Ancient Twins: A Prehistoric Grave In Siberia May Be Earliest Example Of Death During Childbirth

When scientists reexamined an ancient Siberian grave, they were not expecting to find the remains of three bodies. Inside the ancient resting place was the skeleton of a mother and her two children. It is believed that all three died during childbirth some 7,700 years ago.

The scientists published their findings in the February edition of Antiquity, an archaeology journal. In the paper, the researcher state that the grave holds evidence of the earliest known set of twins. Unfortunately, it is also the oldest known death by obstructed labor, or dystocia.

According to Huffington Post, the grave was first excavated in 1997. It is located in a “prehistoric cemetery called Lokomotiv, near present-day Irkutsk in Russia.” The cemetery got its name because it was exposed when the base of a hill was being carved out for the Trans-Siberian Railway in 1897.

The grave and cemetery date back to the Neolithic Era.

When it was first excavated, it was believed that the mother had died bearing only one child. A recent reexamination found a second set of bones in the pelvic region. The woman was pregnant with twins.
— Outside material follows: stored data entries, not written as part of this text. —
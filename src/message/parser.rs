//! Message parser for Claude Code stream-json output

use serde::de::DeserializeOwned;

use crate::error::{ClaudeError, Result};
use crate::types::messages::Message;

/// Parse one stdout line into a typed [`Message`]
///
/// Blank lines yield `Ok(None)`. Lines whose `type` is not one of the
/// recognized kinds yield [`Message::Unknown`] rather than an error.
///
/// # Errors
/// Returns `ClaudeError::MessageParse` if the line is not a JSON object or a
/// recognized message kind has the wrong shape
pub fn parse_line(line: &str) -> Result<Option<Message>> {
    let line = line.trim();
    if line.is_empty() {
        return Ok(None);
    }

    let data: serde_json::Value = serde_json::from_str(line).map_err(|e| {
        ClaudeError::message_parse(format!("Invalid JSON: {e}"), Some(line.to_string()))
    })?;

    parse_message(data)
        .map(Some)
        .map_err(|e| match e {
            ClaudeError::MessageParse { message, .. } => {
                ClaudeError::message_parse(message, Some(line.to_string()))
            }
            other => other,
        })
}

/// Parse a JSON value into a typed [`Message`]
///
/// # Arguments
/// * `data` - Raw JSON value from CLI output
///
/// # Errors
/// Returns `ClaudeError::MessageParse` if the value is not an object, has no
/// string `type`, or a recognized kind fails to decode
pub fn parse_message(data: serde_json::Value) -> Result<Message> {
    let Some(message_type) = data
        .get("type")
        .and_then(serde_json::Value::as_str)
        .map(str::to_owned)
    else {
        return Err(ClaudeError::message_parse(
            "Message has no string `type` field",
            None,
        ));
    };

    let message = match message_type.as_str() {
        "system" => Message::System(decode(&message_type, data)?),
        "assistant" => Message::Assistant(decode(&message_type, data)?),
        "stream_event" => Message::StreamEvent(decode(&message_type, data)?),
        "result" => Message::Result(decode(&message_type, data)?),
        "control_request" => Message::ControlRequest(decode(&message_type, data)?),
        _ => Message::Unknown { message_type },
    };

    Ok(message)
}

fn decode<T: DeserializeOwned>(message_type: &str, data: serde_json::Value) -> Result<T> {
    serde_json::from_value(data).map_err(|e| {
        ClaudeError::message_parse(format!("Malformed `{message_type}` message: {e}"), None)
    })
}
Dr. Angela Lieverse, an archaeologist at the University of Saskatchewan in Canada, studies ancient hunter-gatherer communities. She works with the Baikal-Hokkaido Archaeology Project and began reexamining some of the remains from Lokomotiv in 2012. When she pulled out the remains for the mother, believed to be 20 to 25 years-old, she began to find duplicates of some of the bones. Lieverse spoke with Live Science, admitting she was surprised at her discovery.

“Within 5 minutes, I said to my colleague, ‘Oh my gosh; these are twins.'”

The remains of the ancient twins were found in the pelvic area of the mother and between her thighs. Lieverse believes that one of the twins may have been breech (with its feet facing downward) and had been partially delivered. The other twin remained in the womb, with its head downward in the correct position.

Twins tend to be “invisible in the archaeological record,” making this discovery quite remarkable. Finding evidence of a death during childbirth is rare as well, though it would have been common in prehistory. Often times, when a woman died during her pregnancy, the infant would be cut from her womb as a way to prevent a “coffin birth” (where the gasses of a decomposing body push the baby from the mother’s body.) An infant’s bones are quite fragile and usually decompose, another reason why finding proof of a maternal death is rare.

One ancient grave, however, does not give much insight to how this hunter-gatherer community viewed twins or death during childbirth.

“It suggests either they didn’t know she had twins or that dying during childbirth wasn’t so out of the realm of possibility that it would be considered unique,” Lieverse said.

Siberia offers up discoveries of ancient eras from time to time, including the remains of a 9,000 year-old Bison mummy.

A single grave in Siberia has given substantial evidence of ancient twins and of death during childbirth. Why do you think twin are almost invisible in the archaeological records?